Dataset excerpts:
== Segment start ==
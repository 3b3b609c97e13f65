use std::ffi::OsStr;
use std::fs;
use std::path::{Path, PathBuf};
use std::time::Duration;

use ahash::AHashMap;
use tracing::{debug, error, info, warn};

use crate::app_config::AppConfig;
use crate::error::Result;
use crate::model::FileOperation;
use crate::policy::AdaptiveTimeoutPolicy;
use crate::recovery::RetryRecoveryLayer;
use crate::safety::{LoopGuard, OperationContext, SafetyInvariantEngine};
use crate::scanner;
use crate::tool::{self, ToolResult};

/// One repair set: the main index file plus its volume files.
#[derive(Debug, Clone)]
pub struct RepairSet {
    pub main: PathBuf,
    pub volumes: Vec<PathBuf>,
}

#[derive(Debug, Clone, PartialEq, Eq)]
pub enum RepairOutcome {
    /// The tool rewrote damaged blocks.
    Repaired,
    /// The tool verified the set and found nothing to fix.
    VerifiedOnly,
    /// The set is beyond recovery; the archives it covers are dead weight.
    Failed(String),
    ToolMissing,
    NoRepairSets,
}

#[derive(Debug, Clone, Copy, PartialEq, Eq)]
pub enum ExtractionOutcome {
    Success,
    Partial,
    Failure,
    NoArchives,
}

#[derive(Debug)]
pub struct ExtractionReport {
    pub outcome: ExtractionOutcome,
    pub attempted: usize,
    pub succeeded: usize,
    /// (archive size, wall time) per successful extraction, for the
    /// policy's learned-speed update.
    pub timings: Vec<(u64, Duration)>,
    pub loop_aborted: bool,
}

/// Invokes repair and extraction tools under timeout and loop guards.
/// Repair runs strictly before extraction; archive cleanup goes through
/// the safety engine (I3) and never happens implicitly.
pub struct ArchiveOrchestrator<'a> {
    config: &'a AppConfig,
}

impl<'a> ArchiveOrchestrator<'a> {
    pub fn new(config: &'a AppConfig) -> Self {
        Self { config }
    }

    /// Run the repair tool over every repair set in the folder. One pass
    /// per set: the tool verifies and only repairs when needed.
    pub fn repair(&self, folder: &Path, policy: &AdaptiveTimeoutPolicy) -> Result<RepairOutcome> {
        let sets = find_repair_sets(folder);
        if sets.is_empty() {
            return Ok(RepairOutcome::NoRepairSets);
        }

        let covered_bytes = archive_and_repair_bytes(folder);
        let timeout = policy.extraction_timeout(covered_bytes);
        let mut repaired_any = false;

        for set in &sets {
            let result = tool::run_with_timeout(
                &self.config.repair_tool,
                [OsStr::new("r"), set.main.as_os_str()],
                timeout,
            )?;

            let output = match result {
                ToolResult::NotFound => {
                    warn!(
                        "Repair tool '{}' not installed; skipping repair step",
                        self.config.repair_tool
                    );
                    return Ok(RepairOutcome::ToolMissing);
                }
                ToolResult::Output(output) => output,
            };

            if output.timed_out {
                return Ok(RepairOutcome::Failed(format!(
                    "repair of {} exceeded {}s",
                    set.main.display(),
                    timeout.as_secs()
                )));
            }
            if !output.success {
                return Ok(RepairOutcome::Failed(format!(
                    "repair tool exited {:?} for {}",
                    output.exit_code,
                    set.main.display()
                )));
            }

            // "Repaired" vs "verified only" is read from output text for
            // logging; control flow only cares about the exit code.
            let combined = output.combined_lower();
            if combined.contains("repair complete") || combined.contains("repaired") {
                info!("Repaired archive set {}", set.main.display());
                repaired_any = true;
            } else {
                debug!("Archive set {} verified, no repair needed", set.main.display());
            }
        }

        Ok(if repaired_any {
            RepairOutcome::Repaired
        } else {
            RepairOutcome::VerifiedOnly
        })
    }

    /// Extract every first-part candidate in the folder. Each call runs
    /// under its own policy-derived timeout; the whole loop is capped by a
    /// hard circuit breaker.
    pub fn extract_all(
        &self,
        folder: &Path,
        policy: &AdaptiveTimeoutPolicy,
    ) -> Result<ExtractionReport> {
        let candidates = find_archive_candidates(folder);
        if candidates.is_empty() {
            return Ok(ExtractionReport {
                outcome: ExtractionOutcome::NoArchives,
                attempted: 0,
                succeeded: 0,
                timings: Vec::new(),
                loop_aborted: false,
            });
        }

        let mut guard = LoopGuard::new(
            format!("extract:{}", folder.display()),
            self.config.max_extraction_iterations,
        );
        let mut attempted = 0usize;
        let mut succeeded = 0usize;
        let mut timings = Vec::new();
        let mut loop_aborted = false;

        for candidate in &candidates {
            // I4: hard circuit breaker, not a soft warning.
            if !guard.tick() {
                error!(
                    "Extraction loop bound hit in {}; aborting remaining archives",
                    folder.display()
                );
                loop_aborted = true;
                break;
            }

            let size = fs::metadata(candidate).map(|m| m.len()).unwrap_or(0);
            let timeout = policy.extraction_timeout(size);
            attempted += 1;

            let output_arg = format!("-o{}", folder.display());
            let result = tool::run_with_timeout(
                &self.config.extraction_tool,
                [
                    OsStr::new("x"),
                    candidate.as_os_str(),
                    OsStr::new(&output_arg),
                    OsStr::new("-aoa"),
                    OsStr::new("-y"),
                ],
                timeout,
            )?;

            match result {
                ToolResult::NotFound => {
                    error!(
                        "Extraction tool '{}' not installed; cannot extract {}",
                        self.config.extraction_tool,
                        folder.display()
                    );
                    break;
                }
                ToolResult::Output(output) => {
                    if output.success {
                        info!(
                            "Extracted {} in {:.1}s",
                            candidate.display(),
                            output.elapsed.as_secs_f64()
                        );
                        succeeded += 1;
                        timings.push((size, output.elapsed));
                    } else if output.timed_out {
                        warn!(
                            "Extraction of {} timed out after {}s",
                            candidate.display(),
                            timeout.as_secs()
                        );
                    } else {
                        warn!(
                            "Extraction of {} failed with exit {:?}",
                            candidate.display(),
                            output.exit_code
                        );
                    }
                }
            }
        }

        let outcome = if succeeded == attempted && succeeded > 0 && !loop_aborted {
            ExtractionOutcome::Success
        } else if succeeded > 0 {
            ExtractionOutcome::Partial
        } else {
            ExtractionOutcome::Failure
        };

        Ok(ExtractionReport {
            outcome,
            attempted,
            succeeded,
            timings,
            loop_aborted,
        })
    }

    /// Delete the folder's archive and repair-set files. Every delete is
    /// authorized individually by the safety engine; without a legitimate
    /// `extraction_verified`/`unrecoverable` flag in the context this
    /// removes nothing (I3).
    pub fn cleanup_archives(
        &self,
        folder: &Path,
        engine: &SafetyInvariantEngine,
        recovery: &mut RetryRecoveryLayer,
        ctx: &OperationContext,
    ) -> Result<usize> {
        let mut deleted = 0usize;
        let entries = match fs::read_dir(folder) {
            Ok(entries) => entries,
            Err(e) => {
                warn!("Cannot read {} for archive cleanup: {}", folder.display(), e);
                return Ok(0);
            }
        };

        for entry in entries.flatten() {
            let path = entry.path();
            if !path.is_file() {
                continue;
            }
            if !scanner::is_archive_file(&path) && !scanner::is_repair_file(&path) {
                continue;
            }

            let op = FileOperation::delete(&path);
            if !engine.enforce(&op, ctx, None)? {
                continue;
            }
            match recovery.delete_file_with_retry(&path) {
                Ok(()) => deleted += 1,
                Err(e) => warn!("Archive cleanup of {} failed: {}", path.display(), e),
            }
        }

        Ok(deleted)
    }
}

fn archive_and_repair_bytes(folder: &Path) -> u64 {
    let Ok(entries) = fs::read_dir(folder) else {
        return 0;
    };
    entries
        .flatten()
        .filter(|e| {
            let p = e.path();
            scanner::is_archive_file(&p) || scanner::is_repair_file(&p)
        })
        .filter_map(|e| e.metadata().ok())
        .map(|m| m.len())
        .sum()
}

/// Group a folder's `.par2` files into repair sets keyed by base name.
pub fn find_repair_sets(folder: &Path) -> Vec<RepairSet> {
    let Ok(entries) = fs::read_dir(folder) else {
        return Vec::new();
    };

    let mut groups: AHashMap<String, Vec<PathBuf>> = AHashMap::new();
    for entry in entries.flatten() {
        let path = entry.path();
        if !path.is_file() || !scanner::is_repair_file(&path) {
            continue;
        }
        let Some(name) = path.file_name().and_then(|n| n.to_str()) else {
            continue;
        };
        let lower = name.to_ascii_lowercase();
        let Some(mut base) = lower.strip_suffix(".par2").map(str::to_string) else {
            continue;
        };
        if let Some(idx) = base.rfind(".vol") {
            base.truncate(idx);
        }
        groups.entry(base).or_default().push(path);
    }

    let mut sets: Vec<RepairSet> = groups
        .into_iter()
        .map(|(base, mut files)| {
            files.sort();
            let index_name = format!("{}.par2", base);
            let main_pos = files
                .iter()
                .position(|f| {
                    f.file_name()
                        .and_then(|n| n.to_str())
                        .is_some_and(|n| n.to_ascii_lowercase() == index_name)
                })
                .unwrap_or(0);
            let main = files.remove(main_pos);
            RepairSet {
                main,
                volumes: files,
            }
        })
        .collect();
    sets.sort_by(|a, b| a.main.cmp(&b.main));
    sets
}

/// First-part-only candidate selection: a multi-part archive contributes
/// exactly one extraction candidate.
pub fn find_archive_candidates(folder: &Path) -> Vec<PathBuf> {
    let Ok(entries) = fs::read_dir(folder) else {
        return Vec::new();
    };
    let mut candidates: Vec<PathBuf> = entries
        .flatten()
        .map(|e| e.path())
        .filter(|p| p.is_file())
        .filter(|p| {
            p.file_name()
                .and_then(|n| n.to_str())
                .is_some_and(|n| is_first_part(&n.to_ascii_lowercase()))
        })
        .collect();
    candidates.sort();
    candidates
}

fn is_first_part(name: &str) -> bool {
    if let Some(stem) = name.strip_suffix(".rar") {
        if let Some(idx) = stem.rfind(".part") {
            let digits = &stem[idx + ".part".len()..];
            if !digits.is_empty() && digits.chars().all(|c| c.is_ascii_digit()) {
                return digits.parse::<u32>() == Ok(1);
            }
        }
        return true;
    }
    if name.ends_with(".7z") || name.ends_with(".zip") {
        return true;
    }
    if let Some(idx) = name.rfind('.') {
        let ext = &name[idx + 1..];
        if ext.len() == 3 && ext.chars().all(|c| c.is_ascii_digit()) {
            return ext == "001";
        }
    }
    false
}

#[cfg(test)]
mod tests {
    use super::*;

    #[test]
    fn test_first_part_selection() {
        assert!(is_first_part("movie.part001.rar"));
        assert!(is_first_part("movie.part1.rar"));
        assert!(!is_first_part("movie.part002.rar"));
        assert!(!is_first_part("movie.part17.rar"));
        assert!(is_first_part("movie.rar"));
        assert!(is_first_part("movie.7z"));
        assert!(is_first_part("movie.7z.001"));
        assert!(!is_first_part("movie.7z.002"));
        assert!(is_first_part("movie.zip"));
        assert!(!is_first_part("movie.r00"));
        assert!(!is_first_part("movie.mkv"));
    }

    #[test]
    fn test_candidates_are_first_parts_only() {
        let tmp = tempfile::tempdir().unwrap();
        for name in [
            "a.part001.rar",
            "a.part002.rar",
            "a.part003.rar",
            "b.7z.001",
            "b.7z.002",
            "c.zip",
        ] {
            fs::write(tmp.path().join(name), b"x").unwrap();
        }
        let candidates = find_archive_candidates(tmp.path());
        let names: Vec<String> = candidates
            .iter()
            .map(|p| p.file_name().unwrap().to_string_lossy().into_owned())
            .collect();
        assert_eq!(names, vec!["a.part001.rar", "b.7z.001", "c.zip"]);
    }

    #[test]
    fn test_repair_set_grouping() {
        let tmp = tempfile::tempdir().unwrap();
        for name in [
            "movie.par2",
            "movie.vol000+01.par2",
            "movie.vol001+02.par2",
            "other.par2",
        ] {
            fs::write(tmp.path().join(name), b"x").unwrap();
        }
        let sets = find_repair_sets(tmp.path());
        assert_eq!(sets.len(), 2);
        let movie = sets
            .iter()
            .find(|s| s.main.file_name().unwrap() == "movie.par2")
            .unwrap();
        assert_eq!(movie.volumes.len(), 2);
    }
}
== Segment end ==
Tell how many lines in the records above contain "combined", giving the number and no other words.

__OUTPUT FOR THIS TASK__
2